The debate on trade policies has created a growing movement for Fair trade. This article analyzes the principles of Fair trade system.
Fair trade system
Fair trade is an ideological belief system within the international trade system and it’s goal is to reduce poverty and establish trade equality among producers (farmers) in developing countries.
The proponents of Fairtrade (A.K.A. Fairtraders) want to improve the labour conditions and increase income equality for farmers in developing countries.
Fair trade is primarily focused on helping producers in the agricultural sectors of developing countries.
In order to achieve their goal, Fairtraders want consumers to pay higher prices on foreign goods (i.e. Coffee) so that a portion of the higher price would be redistributed back to producers/farmers in developing countries to facilitate their social development.
There are numerous non-profit organizations that aim to bring social justice policies for much of the global south (southern developing countries).
The Fairtrade Labeling Organizations International (FLO) is one such organization that strives to promote the social development of producers.
The mandate of the FLO is to issue a set of international standards determining whether or not a good can be labeled as a Fairtrade product.
The FLO-Certification (FLO-CERT) certifies exporters, importers, and manufacturers of Fairtrade goods.
In order for goods to be certified as ‘Fairtrade’ they that pass Fairtrade certification.
Fairtrade certification is a guarantee that the product being sold;
- Adheres to the United Nations (UN) charter of human rights
- Adheres to the International Labour Organization (ILO) agreements
- Commands a Fair market price
A fair market price is a price that
- Covers the producer’s cost of production
- Facilitates social development
- Facilitates protection and conservation of the environment
Several types of food have received Fairtrade certification including; bananas, honey, coffee, oranges, cocoa, cotton, dried and fresh fruits and vegetables, juices, nuts and oil seeds, quinoa, rice, spices, sugar, tea, and wine.
As of 2008, the products certified with Fairtrade certification, amounted to approximately US$4.98 billion worldwide, a 22% increase from 2000.
The popularity of Fair trade has been increasing as more products achieve Fairtrade certification.
The growth in the Fair trade movement has affected numerous countries around the world.
In 2010, the FLO published an annual sales report tracking the growth of Fair trade products in various countries around the world.
Their report presents the following graph showing the growth in the retail sales of Fair trade products around the world.
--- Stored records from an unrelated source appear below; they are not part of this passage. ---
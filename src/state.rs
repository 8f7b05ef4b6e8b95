use std::sync::Arc;

use aws_config::{BehaviorVersion, SdkConfig};

use crate::config::Settings;
use crate::error::AppError;
use crate::push::{create_connection_pusher, ConnectionPusher};
use crate::store::{create_connection_store, ConnectionStore};

/// Process-wide resources, built once at cold start and shared by every
/// invocation.
#[derive(Clone)]
pub struct HandlerState {
    pub settings: Arc<Settings>,
    sdk_config: Option<SdkConfig>,
}

impl HandlerState {
    /// Load the AWS SDK config, unless every backend is in-memory.
    pub async fn new(settings: Settings) -> Self {
        let needs_aws = settings.store_backend != "memory" || settings.push_backend != "memory";
        let sdk_config = if needs_aws {
            Some(aws_config::load_defaults(BehaviorVersion::latest()).await)
        } else {
            None
        };

        if let Some(config) = &sdk_config {
            tracing::info!(region = ?config.region(), "AWS SDK config loaded");
        }

        Self::with_sdk_config(settings, sdk_config)
    }

    pub fn with_sdk_config(settings: Settings, sdk_config: Option<SdkConfig>) -> Self {
        Self {
            settings: Arc::new(settings),
            sdk_config,
        }
    }

    pub fn connection_store(&self) -> Result<Arc<dyn ConnectionStore>, AppError> {
        create_connection_store(&self.settings, self.sdk_config.as_ref())
    }

    pub fn connection_pusher(&self) -> Result<Arc<dyn ConnectionPusher>, AppError> {
        create_connection_pusher(&self.settings, self.sdk_config.as_ref())
    }
}
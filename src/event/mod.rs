//! Helpers for reading raw gateway events.

pub mod repr;

use serde_json::Value;

pub use repr::render;

/// Look up a query string parameter of a gateway request event.
pub fn query_param<'a>(event: &'a Value, name: &str) -> Option<&'a str> {
    event
        .get("queryStringParameters")
        .and_then(|params| params.get(name))
        .and_then(Value::as_str)
}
As the above graph indicates, since 2009 there was a 27% global increase in the buying and selling of Fair trade products.
Advantages of Fair trade
There are numerous advocates in favour of Fair trade, both in Canada and abroad, that outline the benefits of Fair-trade policies for society at large.
These benefits include;
- Providing Price Stability
- Facilitating Social Development
1. Providing Price Stability
Fairtrade advocates argue that Fair trade benefits producers and workers in developing countries by providing them with price stability for their products.
Price stability means that farmers are paid a fair market price for their products. This fair market price ensures that it can cover the producer’s cost of production.
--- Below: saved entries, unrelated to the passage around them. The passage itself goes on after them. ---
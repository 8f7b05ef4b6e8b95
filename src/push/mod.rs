//! Delivery of server-initiated frames to open gateway connections.

mod apigateway;
mod factory;
mod memory;

use async_trait::async_trait;
use thiserror::Error;

use crate::connection::ConnectionId;

pub use apigateway::ApiGatewayConnectionPusher;
pub use factory::create_connection_pusher;
pub use memory::{MemoryConnectionPusher, PostedMessage};

#[derive(Error, Debug)]
pub enum PushError {
    /// The gateway no longer knows the connection (HTTP 410)
    #[error("Connection {0} is gone")]
    Gone(ConnectionId),

    #[error("Push backend error: {0}")]
    Backend(String),
}

impl PushError {
    pub fn is_gone(&self) -> bool {
        matches!(self, PushError::Gone(_))
    }
}

/// Post-to-connection API of the gateway
#[async_trait]
pub trait ConnectionPusher: Send + Sync {
    /// Backend name, for logs
    fn backend_type(&self) -> &'static str;

    /// Send `data` to a single connection.
    async fn post_to_connection(
        &self,
        connection_id: &ConnectionId,
        data: &str,
    ) -> Result<(), PushError>;
}
//! Connection store factory

use std::sync::Arc;

use aws_config::SdkConfig;

use crate::config::Settings;
use crate::error::AppError;

use super::dynamodb::DynamoDbConnectionStore;
use super::memory::MemoryConnectionStore;
use super::ConnectionStore;

/// Create a connection store based on configuration.
///
/// - `"memory"`: returns a `MemoryConnectionStore`
/// - `"dynamodb"` (default): returns a `DynamoDbConnectionStore` if an AWS
///   SDK config is provided, otherwise falls back to memory
///
/// Fails when `TABLE_NAME` is not configured, whatever the backend.
pub fn create_connection_store(
    settings: &Settings,
    sdk_config: Option<&SdkConfig>,
) -> Result<Arc<dyn ConnectionStore>, AppError> {
    let table_name = settings.table_name()?;

    let store: Arc<dyn ConnectionStore> = match settings.store_backend.as_str() {
        "memory" => {
            tracing::info!(backend = "memory", "Creating memory connection store");
            Arc::new(MemoryConnectionStore::new())
        }
        _ => {
            if let Some(config) = sdk_config {
                tracing::info!(
                    backend = "dynamodb",
                    table = %table_name,
                    "Creating DynamoDB connection store"
                );
                Arc::new(DynamoDbConnectionStore::from_sdk_config(config, table_name))
            } else {
                tracing::warn!(
                    "DynamoDB store requested but no AWS config provided, falling back to memory"
                );
                Arc::new(MemoryConnectionStore::new())
            }
        }
    };

    Ok(store)
}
Supporters of Fair trade also argue that Fair trade organizations (i.e. Fair Trade Licensing Organization International) also help producers gain access to marketing techniques thereby allowing them to receive a fair price for their products.
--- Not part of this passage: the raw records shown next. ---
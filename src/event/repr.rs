//! Dictionary-notation rendering of gateway events.
//!
//! Echo replies embed the inbound event written the way a dynamic-language
//! dict prints: `{'requestContext': {'connectionId': 'abc123'}}`. Keys keep
//! the order in which they were received.
//!
//! Numbers follow the dict convention too: integers print exactly as sent,
//! fractions and exponents print as the shortest round-trip float, in
//! scientific form below `1e-4` and from `1e16` up.

use serde_json::{Number, Value};

/// Render a JSON value in dictionary notation
pub fn render(value: &Value) -> String {
    let mut out = String::new();
    render_into(value, &mut out);
    out
}

fn render_into(value: &Value, out: &mut String) {
    match value {
        Value::Null => out.push_str("None"),
        Value::Bool(true) => out.push_str("True"),
        Value::Bool(false) => out.push_str("False"),
        Value::Number(n) => render_number(n, out),
        Value::String(s) => render_str(s, out),
        Value::Array(items) => {
            out.push('[');
            for (i, item) in items.iter().enumerate() {
                if i > 0 {
                    out.push_str(", ");
                }
                render_into(item, out);
            }
            out.push(']');
        }
        Value::Object(map) => {
            out.push('{');
            for (i, (key, val)) in map.iter().enumerate() {
                if i > 0 {
                    out.push_str(", ");
                }
                render_str(key, out);
                out.push_str(": ");
                render_into(val, out);
            }
            out.push('}');
        }
    }
}

fn render_number(n: &Number, out: &mut String) {
    // Source text, kept verbatim by `arbitrary_precision`
    let text = n.to_string();
    if !text.contains(['.', 'e', 'E']) {
        out.push_str(if text == "-0" { "0" } else { text.as_str() });
        return;
    }

    match text.parse::<f64>() {
        Ok(f) => render_float(f, out),
        Err(_) => out.push_str(&text),
    }
}

fn render_float(f: f64, out: &mut String) {
    if f.is_infinite() {
        out.push_str(if f > 0.0 { "inf" } else { "-inf" });
        return;
    }

    let scientific = format!("{:e}", f);
    let (mantissa, exponent) = scientific
        .split_once('e')
        .and_then(|(m, e)| e.parse::<i32>().ok().map(|e| (m, e)))
        .unwrap_or((scientific.as_str(), 0));

    if (-4..16).contains(&exponent) {
        let fixed = f.to_string();
        out.push_str(&fixed);
        if !fixed.contains('.') {
            out.push_str(".0");
        }
    } else {
        let sign = if exponent < 0 { '-' } else { '+' };
        let magnitude = exponent.unsigned_abs();
        out.push_str(&format!("{}e{}{:02}", mantissa, sign, magnitude));
    }
}

/// Characters shown as-is inside a quoted string.
///
/// Separators, format controls, private use, noncharacters and unassigned
/// planes are escaped. The plain space is the one printable separator.
fn is_printable(c: char) -> bool {
    let cp = c as u32;
    if c == ' ' {
        return true;
    }
    if c.is_control() {
        return false;
    }
    if cp & 0xfffe == 0xfffe {
        return false;
    }
    !matches!(
        cp,
        0x00a0
            | 0x00ad
            | 0x0600..=0x0605
            | 0x061c
            | 0x06dd
            | 0x070f
            | 0x0890..=0x0891
            | 0x08e2
            | 0x1680
            | 0x180e
            | 0x2000..=0x200f
            | 0x2028..=0x202f
            | 0x205f..=0x2064
            | 0x2066..=0x206f
            | 0x3000
            | 0xe000..=0xf8ff
            | 0xfdd0..=0xfdef
            | 0xfeff
            | 0xfff9..=0xfffb
            | 0x110bd
            | 0x110cd
            | 0x13430..=0x1343f
            | 0x1bca0..=0x1bca3
            | 0x1d173..=0x1d17a
            | 0x40000..=0xdffff
            | 0xe0001
            | 0xe0020..=0xe00ff
            | 0xe01f0..=0xeffff
            | 0xf0000..=0x10ffff
    )
}

fn push_escaped(c: char, out: &mut String) {
    let cp = c as u32;
    let escaped = if cp <= 0xff {
        format!("\\x{:02x}", cp)
    } else if cp <= 0xffff {
        format!("\\u{:04x}", cp)
    } else {
        format!("\\U{:08x}", cp)
    };
    out.push_str(&escaped);
}

fn render_str(s: &str, out: &mut String) {
    // Single quotes unless the text has a single quote and no double quote
    let quote = if s.contains('\'') && !s.contains('"') {
        '"'
    } else {
        '\''
    };

    out.push(quote);
    for c in s.chars() {
        match c {
            '\\' => out.push_str("\\\\"),
            '\n' => out.push_str("\\n"),
            '\r' => out.push_str("\\r"),
            '\t' => out.push_str("\\t"),
            c if c == quote => {
                out.push('\\');
                out.push(c);
            }
            c if is_printable(c) => out.push(c),
            c => push_escaped(c, out),
        }
    }
    out.push(quote);
}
2. Facilitating Social Development
Fair trade also remits a portion of the product price back to farmers to facilitate social development in the community.
Advocates argue that this extra income allows communities to improve their physical and social environment through the creation of schools, clinics and community centers.
In addition, advocates state that Fair trade promotes the conservation of the physical and social environment because it encourages environmental protection and discourages child labour and unsafe labour standards.
The rising popularity of Fair trade in recent years has brought an increased level of criticism as well.
Fair trade Counter-arguments
Many opponents of Fair trade argue that fair trade is unethical due to it;
- Promoting Protectionism
- Incentivising Corruption
- Creating Inefficiencies
- Facilitating Overproduction
- Benefiting Wealthy landowners
1. Promoting Protectionism
Opponents argue that the extra cost of Fairtrade goods represents an unfair subsidy to foreign producers which undermines domestic producers.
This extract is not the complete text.